It is well said, the higher the risk, the higher is the return. If you are an individual with a higher net worth (HNI) then, PMS(Portfolio Management Services) is the way to go for those captivating returns. So, if you decide to play big, then this article is for you. In this article, you will find detailed information on How PMS(Portfolio Management Services) works? So, let’s start by understanding what is PMS(Portfolio Management Services)? What does it mean?
PMS (Portfolio Management Services) is an investment portfolio account that deals in stocks, fixed income, debt, cash, structured products, and other individual securities. It is a professional service managed by highly qualified and experienced portfolio managers. These portfolio managers manage the above services on behalf of clients. A research team backs them up. They provide useful and necessary insights for the managers in these services. Here you have the freedom and flexibility to tailor services. They are made following your investment objectives. But these services are for individuals who have an appetite for high-risk.

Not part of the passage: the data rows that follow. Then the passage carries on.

use crate::common::*;
use binpack::{FieldShape, ScalarKind};

fn point_value(p: &Point) -> Value {
    Value::Composite(vec![p.x.into(), p.y.into()])
}

fn track_value(t: &Track) -> Value {
    Value::Composite(vec![
        t.id.into(),
        Value::Bytes(t.name.clone()),
        Value::Sequence(t.points.iter().map(point_value).collect()),
        point_value(&t.origin),
        Value::Sequence(t.corners.iter().map(point_value).collect()),
        Value::Bytes(t.digest.to_vec()),
        Value::Absent,
        Value::Absent,
        t.ratio.into(),
    ])
}

#[test]
fn derived_shape_describes_layout() {
    let shape = Track::shape();
    assert_eq!(
        shape.to_string(),
        "{id: u64, name: bytes, points: [{x: i32, y: i32}], origin: {x: i32, y: i32}, \
         corners: [{x: i32, y: i32}; 2], digest: bytes[4], cached: Option<String>, \
         _reserved: bool, ratio: f64}"
    );
    shape.validate().unwrap();

    match &shape {
        Shape::Composite(fields) => {
            assert_eq!(fields.len(), 9);
            assert!(fields[6].is_skipped());
            assert!(fields[7].is_skipped());
            assert_eq!(fields[2].annotation.prefix_kind("points").unwrap(), PrefixKind::Uint32);
        }
        other => panic!("unexpected: {:?}", other),
    }
}

#[test]
fn dynamic_matches_typed_bytes() {
    let track = sample_track();
    let shape = Track::shape();
    let value = track_value(&track);

    for order in ORDERS {
        let typed = to_vec(order, &track).unwrap();
        let mut dynamic = Vec::new();
        encode_value(&mut dynamic, Config::new(order), &shape, &value).unwrap();
        assert_eq!(dynamic, typed, "{:?}", order);

        let mut back = Value::Absent;
        decode_value(&mut cursor(&typed), Config::new(order), &shape, &mut back).unwrap();
        assert_eq!(back, value);
    }
}

#[test]
fn scoping_example_through_shape() {
    let value = Value::Composite(vec![
        Value::Sequence(vec![0x1122u16.into(), 0x3344u16.into()]),
        0x11223344u32.into(),
    ]);
    let mut buf = Vec::new();
    encode_value(&mut buf, Config::new(ByteOrder::Big), &Scoped::shape(), &value).unwrap();
    assert_eq!(buf, [0x02, 0x00, 0x22, 0x11, 0x44, 0x33, 0x11, 0x22, 0x33, 0x44]);
}

#[test]
fn validate_reports_layout_errors_up_front() {
    let nested = Shape::Composite(vec![FieldShape::parse(
        "rows",
        "lenprefix=uint8",
        Shape::variable(Shape::variable(Shape::Scalar(ScalarKind::U16))),
    )]);
    assert!(matches!(nested.validate(), Err(Error::NestedSequence(_))));

    let missing = Shape::Composite(vec![FieldShape::parse(
        "rows",
        "",
        Shape::variable(Shape::Scalar(ScalarKind::U16)),
    )]);
    assert!(matches!(missing.validate(), Err(Error::MissingLengthPrefix { .. })));

    let opaque = Shape::Composite(vec![FieldShape::parse(
        "flag",
        "",
        Shape::Opaque("bool".to_string()),
    )]);
    assert!(matches!(opaque.validate(), Err(Error::UnsupportedShape(_))));
}

#[test]
fn value_must_match_shape() {
    let mut buf = Vec::new();
    let err = encode_value(
        &mut buf,
        Config::default(),
        &Point::shape(),
        &Value::Composite(vec![1i32.into(), 2u32.into()]),
    )
    .unwrap_err();
    assert!(matches!(err, Error::ShapeMismatch { .. }));
    // The first member matched and was written.
    assert_eq!(buf, [0, 0, 0, 1]);
}

#[test]
fn truncated_input_keeps_skipped_values() {
    let shape = Shape::Composite(vec![
        FieldShape::parse("keep", "-", Shape::Scalar(ScalarKind::U8)),
        FieldShape::parse("n", "", Shape::Scalar(ScalarKind::U32)),
    ]);
    let mut slot = Value::Composite(vec![42u8.into(), 0u32.into()]);
    let err = decode_value(&mut cursor(&[1, 2]), Config::default(), &shape, &mut slot).unwrap_err();
    assert!(matches!(err, Error::ShortRead { .. }));
    assert_eq!(slot, Value::Composite(vec![42u8.into(), 0u32.into()]));
}

#[derive(Pack, Debug, Default, PartialEq)]
struct Payload {
    #[binpack("lenprefix=uint32")]
    data: Vec<u8>,
}

#[test]
fn hand_built_byte_sequence_matches_typed() {
    let typed = to_vec(ByteOrder::Big, &Payload { data: vec![1, 2, 3] }).unwrap();

    let shape = Shape::Composite(vec![FieldShape::parse(
        "data",
        "lenprefix=uint32",
        Shape::Variable(Box::new(Shape::Scalar(ScalarKind::U8))),
    )]);
    let value = Value::Composite(vec![Value::Bytes(vec![1, 2, 3])]);
    let mut buf = Vec::new();
    encode_value(&mut buf, Config::default(), &shape, &value).unwrap();
    assert_eq!(buf, typed);

    let mut slot = Value::Absent;
    decode_value(&mut cursor(&typed), Config::default(), &shape, &mut slot).unwrap();
    assert_eq!(slot, value);
}
//! Core types for binpack
//!
//! This crate defines the foundational types shared by the codec and the
//! derive macro:
//! - ByteOrder: Ambient and per-field byte order
//! - PrefixKind: The eight length-prefix integer kinds and their max lengths
//! - ScalarKind / Scalar: Fixed-width numbers
//! - FieldAnnotation: Parsed per-member annotation (skip, lenprefix, endian)
//! - Shape: Wire layout descriptor
//! - Config / Limits: Traversal configuration
//! - Error: Error type hierarchy

#![warn(missing_docs)]
#![warn(clippy::all)]

pub mod annotation;
pub mod config;
pub mod error;
pub mod limits;
pub mod order;
pub mod prefix;
pub mod scalar;
pub mod shape;

pub use annotation::FieldAnnotation;
pub use config::{Config, ConfigError};
pub use error::{DecodeError, EncodeError, Error, Result};
pub use limits::Limits;
pub use order::ByteOrder;
pub use prefix::PrefixKind;
pub use scalar::{Scalar, ScalarKind};
pub use shape::{is_placeholder, FieldShape, Shape, ShapeKind};
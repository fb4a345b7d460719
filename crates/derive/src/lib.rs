//! Derive macro for binpack composites

mod attr;

use attr::{annotation_tokens, parse_field_annotation};
use binpack_core::is_placeholder;
use proc_macro::TokenStream;
use proc_macro2::TokenStream as TokenStream2;
use quote::quote;
use syn::{parse_macro_input, parse_quote, Data, DeriveInput, Fields, GenericParam, Index, Type};

/// One struct field as the generated code sees it
struct MemberField {
    /// Wire name: the identifier, or the position for tuple structs
    name: String,
    /// `self.<access>`
    access: TokenStream2,
    ty: Type,
    skipped: bool,
    annotation: TokenStream2,
}

/// Derive `binpack::Pack` for a struct.
///
/// Members are encoded in declaration order with no padding. Each field may
/// carry one or more `#[binpack("...")]` attributes holding an annotation
/// string:
///
/// ```ignore
/// use binpack::Pack;
///
/// #[derive(Pack, Default)]
/// struct Frame {
///     #[binpack("lenprefix=uint16,endian=little")]
///     samples: Vec<u16>,
///     checksum: u32,
///     #[binpack("-")]
///     cached: Option<String>,
///     _reserved: bool,
/// }
/// ```
///
/// Skipped fields and fields whose name starts with `_` are left out of the
/// generated traversal, so their types do not need to implement `Pack`.
///
/// # Limitations
///
/// - Only structs (named, tuple, unit); enums and unions are rejected
/// - An unknown `lenprefix` kind is a compile error
/// - A variable sequence field without `lenprefix` fails at encode/decode time
#[proc_macro_derive(Pack, attributes(binpack))]
pub fn derive_pack(input: TokenStream) -> TokenStream {
    let input = parse_macro_input!(input as DeriveInput);
    expand(input).unwrap_or_else(syn::Error::into_compile_error).into()
}

fn expand(mut input: DeriveInput) -> syn::Result<TokenStream2> {
    let fields = match &input.data {
        Data::Struct(data) => collect_fields(&data.fields)?,
        Data::Enum(data) => {
            return Err(syn::Error::new_spanned(
                data.enum_token,
                "Pack can only be derived for structs",
            ))
        }
        Data::Union(data) => {
            return Err(syn::Error::new_spanned(
                data.union_token,
                "Pack can only be derived for structs",
            ))
        }
    };

    // Every type parameter must itself be packable.
    let type_params: Vec<_> = input
        .generics
        .params
        .iter()
        .filter_map(|p| match p {
            GenericParam::Type(t) => Some(t.ident.clone()),
            _ => None,
        })
        .collect();
    let where_clause = input.generics.make_where_clause();
    for ident in type_params {
        where_clause.predicates.push(parse_quote!(#ident: ::binpack::Pack));
    }

    let name = &input.ident;
    let (impl_generics, ty_generics, where_clause) = input.generics.split_for_impl();

    let count = fields.len();
    let member_entries = fields.iter().map(|f| {
        let name = &f.name;
        let annotation = &f.annotation;
        quote!(::binpack::Member::new(#name, #annotation))
    });
    let members = quote! {
        #[allow(dead_code)]
        const MEMBERS: [::binpack::Member; #count] = [#(#member_entries),*];
    };

    let shapes = fields.iter().enumerate().map(|(i, f)| {
        let ty = &f.ty;
        if f.skipped {
            let ty_name = quote!(#ty).to_string().replace(' ', "");
            quote! {
                ::binpack::FieldShape::new(
                    MEMBERS[#i].name,
                    MEMBERS[#i].annotation.clone(),
                    ::binpack::Shape::Opaque(::std::string::String::from(#ty_name)),
                )
            }
        } else {
            quote!(MEMBERS[#i].shape::<#ty>())
        }
    });

    let active: Vec<_> = fields
        .iter()
        .enumerate()
        .filter(|(_, f)| !f.skipped)
        .collect();
    let encodes = active.iter().map(|(i, f)| {
        let access = &f.access;
        quote!(::binpack::encode_member(&self.#access, __w, __cfg, &MEMBERS[#i])?;)
    });
    let decodes = active.iter().map(|(i, f)| {
        let access = &f.access;
        quote!(::binpack::decode_member(&mut self.#access, __r, __cfg, &MEMBERS[#i])?;)
    });

    Ok(quote! {
        impl #impl_generics ::binpack::Pack for #name #ty_generics #where_clause {
            const KIND: ::binpack::ShapeKind = ::binpack::ShapeKind::Composite;

            fn shape() -> ::binpack::Shape {
                #members
                ::binpack::Shape::Composite(::std::vec![#(#shapes),*])
            }

            fn encode_value<__W: ::std::io::Write + ?Sized>(
                &self,
                __w: &mut __W,
                __cfg: ::binpack::Config,
            ) -> ::binpack::Result<()> {
                #members
                #(#encodes)*
                ::std::result::Result::Ok(())
            }

            fn decode_value<__R: ::std::io::Read + ?Sized>(
                &mut self,
                __r: &mut __R,
                __cfg: ::binpack::Config,
            ) -> ::binpack::Result<()> {
                #members
                #(#decodes)*
                ::std::result::Result::Ok(())
            }
        }
    })
}

fn collect_fields(fields: &Fields) -> syn::Result<Vec<MemberField>> {
    let mut out = Vec::with_capacity(fields.len());

    for (i, field) in fields.iter().enumerate() {
        let annotation = parse_field_annotation(field)?;
        let (name, access) = match &field.ident {
            Some(ident) => (ident.to_string(), quote!(#ident)),
            None => {
                let index = Index::from(i);
                (i.to_string(), quote!(#index))
            }
        };

        out.push(MemberField {
            skipped: annotation.skip || is_placeholder(&name),
            annotation: annotation_tokens(&annotation),
            ty: field.ty.clone(),
            access,
            name,
        });
    }

    Ok(out)
}
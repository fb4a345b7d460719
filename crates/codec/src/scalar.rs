//! Scalar codec
//!
//! Fixed-width integers are written two's complement at their exact width.
//! Floats are written as the bit pattern of the unsigned integer of the same
//! width, so the stream holds nothing host-specific beyond IEEE-754.

use binpack_core::{ByteOrder, Error, Result, Scalar, ScalarKind};
use byteorder::{BigEndian, LittleEndian, ReadBytesExt, WriteBytesExt};
use std::io::{self, Read, Write};

/// Write one scalar in `order`.
pub fn write_scalar<W: Write + ?Sized>(w: &mut W, order: ByteOrder, value: Scalar) -> Result<()> {
    match order {
        ByteOrder::Big => write_as::<BigEndian, W>(w, value),
        ByteOrder::Little => write_as::<LittleEndian, W>(w, value),
    }
    .map_err(Error::Write)
}

/// Read one scalar of `kind` in `order`.
pub fn read_scalar<R: Read + ?Sized>(r: &mut R, order: ByteOrder, kind: ScalarKind) -> Result<Scalar> {
    match order {
        ByteOrder::Big => read_as::<BigEndian, R>(r, kind),
        ByteOrder::Little => read_as::<LittleEndian, R>(r, kind),
    }
    .map_err(|e| Error::read(e, kind.width()))
}

fn write_as<B: byteorder::ByteOrder, W: Write + ?Sized>(w: &mut W, value: Scalar) -> io::Result<()> {
    match value {
        Scalar::I8(v) => w.write_i8(v),
        Scalar::I16(v) => w.write_i16::<B>(v),
        Scalar::I32(v) => w.write_i32::<B>(v),
        Scalar::I64(v) => w.write_i64::<B>(v),
        Scalar::U8(v) => w.write_u8(v),
        Scalar::U16(v) => w.write_u16::<B>(v),
        Scalar::U32(v) => w.write_u32::<B>(v),
        Scalar::U64(v) => w.write_u64::<B>(v),
        Scalar::F32(v) => w.write_u32::<B>(v.to_bits()),
        Scalar::F64(v) => w.write_u64::<B>(v.to_bits()),
    }
}

fn read_as<B: byteorder::ByteOrder, R: Read + ?Sized>(r: &mut R, kind: ScalarKind) -> io::Result<Scalar> {
    Ok(match kind {
        ScalarKind::I8 => Scalar::I8(r.read_i8()?),
        ScalarKind::I16 => Scalar::I16(r.read_i16::<B>()?),
        ScalarKind::I32 => Scalar::I32(r.read_i32::<B>()?),
        ScalarKind::I64 => Scalar::I64(r.read_i64::<B>()?),
        ScalarKind::U8 => Scalar::U8(r.read_u8()?),
        ScalarKind::U16 => Scalar::U16(r.read_u16::<B>()?),
        ScalarKind::U32 => Scalar::U32(r.read_u32::<B>()?),
        ScalarKind::U64 => Scalar::U64(r.read_u64::<B>()?),
        ScalarKind::F32 => Scalar::F32(f32::from_bits(r.read_u32::<B>()?)),
        ScalarKind::F64 => Scalar::F64(f64::from_bits(r.read_u64::<B>()?)),
    })
}

/// Write raw bytes in one call.
pub fn write_bytes<W: Write + ?Sized>(w: &mut W, bytes: &[u8]) -> Result<()> {
    w.write_all(bytes).map_err(Error::Write)
}

/// Fill `buf` from the source in one call.
pub fn read_bytes<R: Read + ?Sized>(r: &mut R, buf: &mut [u8]) -> Result<()> {
    r.read_exact(buf).map_err(|e| Error::read(e, buf.len()))
}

The catch here is that the minimum investment required to avail of the PMS scheme is about 50lacs. This is by the SEBI guidelines. Yet, they can differ ( can be above 50 lacs) based on different service providers. The minimum balance requirements for investment differs for different stocks and services. You opt for look into a Portfolio investment scheme also.
Since it is an external service, Why should you consider it suitable for your financial goals?
A lot of investors try to manage their equity portfolios to have higher returns by taking huge risks. But these huge risks often involve various parameters to be analyzed. Only then can you get to a conclusion. This might involve areas where you do not have the expertise to manage that stock portfolio. Hence, it can lead to losses if not mended properly. Thus, it is always good to have a portfolio manager to provide help to achieve your goals.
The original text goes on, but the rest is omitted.